▸ YOUR INSTRUCTIONS:
Below are the records; print them all without any alteration.
Start of RECORD EXCERPTS
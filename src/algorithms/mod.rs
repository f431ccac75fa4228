pub mod bidirectional;
pub mod breadth_first;
pub mod common;
pub mod depth_first;
pub mod depth_limited;
pub mod iterative_deepening;
pub mod reconstruct;
pub mod uniform_cost;

use crate::grid::Position;
use bidirectional::Bidirectional;
use breadth_first::BreadthFirst;
use clap::ValueEnum;
use common::SearchProcess;
use depth_first::DepthFirst;
use depth_limited::DepthLimited;
use iterative_deepening::IterativeDeepening;
use std::fmt;
use uniform_cost::UniformCost;

/// The six uninformed strategies, in menu order.
#[derive(Debug, Clone, Copy, PartialEq, Eq, Hash, ValueEnum)]
pub enum Algorithm {
    BreadthFirst,
    DepthFirst,
    UniformCost,
    DepthLimited,
    IterativeDeepening,
    Bidirectional,
}

impl Algorithm {
    pub const ALL: [Algorithm; 6] = [
        Algorithm::BreadthFirst,
        Algorithm::DepthFirst,
        Algorithm::UniformCost,
        Algorithm::DepthLimited,
        Algorithm::IterativeDeepening,
        Algorithm::Bidirectional,
    ];

    pub fn name(self) -> &'static str {
        match self {
            Algorithm::BreadthFirst => "Breadth-First Search",
            Algorithm::DepthFirst => "Depth-First Search",
            Algorithm::UniformCost => "Uniform-Cost Search",
            Algorithm::DepthLimited => "Depth-Limited Search",
            Algorithm::IterativeDeepening => "Iterative Deepening DFS",
            Algorithm::Bidirectional => "Bidirectional Search",
        }
    }

    /// Short identifier, the same one accepted on the command line.
    pub fn slug(self) -> &'static str {
        match self {
            Algorithm::BreadthFirst => "breadth-first",
            Algorithm::DepthFirst => "depth-first",
            Algorithm::UniformCost => "uniform-cost",
            Algorithm::DepthLimited => "depth-limited",
            Algorithm::IterativeDeepening => "iterative-deepening",
            Algorithm::Bidirectional => "bidirectional",
        }
    }

    /// Builds a fresh search process. `depth_limit` is only read by
    /// depth-limited search and `max_depth` only by iterative deepening.
    pub fn build(
        self,
        start: Position,
        target: Position,
        depth_limit: usize,
        max_depth: usize,
    ) -> Box<dyn SearchProcess> {
        match self {
            Algorithm::BreadthFirst => Box::new(BreadthFirst::new(start, target)),
            Algorithm::DepthFirst => Box::new(DepthFirst::new(start, target)),
            Algorithm::UniformCost => Box::new(UniformCost::new(start, target)),
            Algorithm::DepthLimited => Box::new(DepthLimited::new(start, target, depth_limit)),
            Algorithm::IterativeDeepening => {
                Box::new(IterativeDeepening::new(start, target, max_depth))
            }
            Algorithm::Bidirectional => Box::new(Bidirectional::new(start, target)),
        }
    }
}

impl fmt::Display for Algorithm {
    fn fmt(&self, f: &mut fmt::Formatter<'_>) -> fmt::Result {
        f.write_str(self.name())
    }
}

#[cfg(test)]
mod tests {
    use super::*;

    #[test]
    fn factory_tags_each_process() {
        let start = Position::new(0, 0);
        let target = Position::new(1, 1);
        for algorithm in Algorithm::ALL {
            assert_eq!(algorithm.build(start, target, 5, 10).algorithm(), algorithm);
        }
    }

    #[test]
    fn cli_names_match_slugs() {
        for algorithm in Algorithm::ALL {
            assert_eq!(Algorithm::from_str(algorithm.slug(), false), Ok(algorithm));
        }
        assert!(Algorithm::from_str("astar", false).is_err());
    }
}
End of RECORD EXCERPTS
▸ ANSWER TO THE PROBLEM:
filename src/algorithms/mod.rs
repository f431ccac75fa4228
pub mod bidirectional;
pub mod breadth_first;
pub mod common;
pub mod depth_first;
pub mod depth_limited;
pub mod iterative_deepening;
pub mod reconstruct;
pub mod uniform_cost;

use crate::grid::Position;
use bidirectional::Bidirectional;
use breadth_first::BreadthFirst;
use clap::ValueEnum;
use common::SearchProcess;
use depth_first::DepthFirst;
use depth_limited::DepthLimited;
use iterative_deepening::IterativeDeepening;
use std::fmt;
use uniform_cost::UniformCost;

/// The six uninformed strategies, in menu order.
#[derive(Debug, Clone, Copy, PartialEq, Eq, Hash, ValueEnum)]
pub enum Algorithm {
    BreadthFirst,
    DepthFirst,
    UniformCost,
    DepthLimited,
    IterativeDeepening,
    Bidirectional,
}

impl Algorithm {
    pub const ALL: [Algorithm; 6] = [
        Algorithm::BreadthFirst,
        Algorithm::DepthFirst,
        Algorithm::UniformCost,
        Algorithm::DepthLimited,
        Algorithm::IterativeDeepening,
        Algorithm::Bidirectional,
    ];

    pub fn name(self) -> &'static str {
        match self {
            Algorithm::BreadthFirst => "Breadth-First Search",
            Algorithm::DepthFirst => "Depth-First Search",
            Algorithm::UniformCost => "Uniform-Cost Search",
            Algorithm::DepthLimited => "Depth-Limited Search",
            Algorithm::IterativeDeepening => "Iterative Deepening DFS",
            Algorithm::Bidirectional => "Bidirectional Search",
        }
    }

    /// Short identifier, the same one accepted on the command line.
    pub fn slug(self) -> &'static str {
        match self {
            Algorithm::BreadthFirst => "breadth-first",
            Algorithm::DepthFirst => "depth-first",
            Algorithm::UniformCost => "uniform-cost",
            Algorithm::DepthLimited => "depth-limited",
            Algorithm::IterativeDeepening => "iterative-deepening",
            Algorithm::Bidirectional => "bidirectional",
        }
    }

    /// Builds a fresh search process. `depth_limit` is only read by
    /// depth-limited search and `max_depth` only by iterative deepening.
    pub fn build(
        self,
        start: Position,
        target: Position,
        depth_limit: usize,
        max_depth: usize,
    ) -> Box<dyn SearchProcess> {
        match self {
            Algorithm::BreadthFirst => Box::new(BreadthFirst::new(start, target)),
            Algorithm::DepthFirst => Box::new(DepthFirst::new(start, target)),
            Algorithm::UniformCost => Box::new(UniformCost::new(start, target)),
            Algorithm::DepthLimited => Box::new(DepthLimited::new(start, target, depth_limit)),
            Algorithm::IterativeDeepening => {
                Box::new(IterativeDeepening::new(start, target, max_depth))
            }
            Algorithm::Bidirectional => Box::new(Bidirectional::new(start, target)),
        }
    }
}

impl fmt::Display for Algorithm {
    fn fmt(&self, f: &mut fmt::Formatter<'_>) -> fmt::Result {
        f.write_str(self.name())
    }
}

#[cfg(test)]
mod tests {
    use super::*;

    #[test]
    fn factory_tags_each_process() {
        let start = Position::new(0, 0);
        let target = Position::new(1, 1);
        for algorithm in Algorithm::ALL {
            assert_eq!(algorithm.build(start, target, 5, 10).algorithm(), algorithm);
        }
    }

    #[test]
    fn cli_names_match_slugs() {
        for algorithm in Algorithm::ALL {
            assert_eq!(Algorithm::from_str(algorithm.slug(), false), Ok(algorithm));
        }
        assert!(Algorithm::from_str("astar", false).is_err());
    }
}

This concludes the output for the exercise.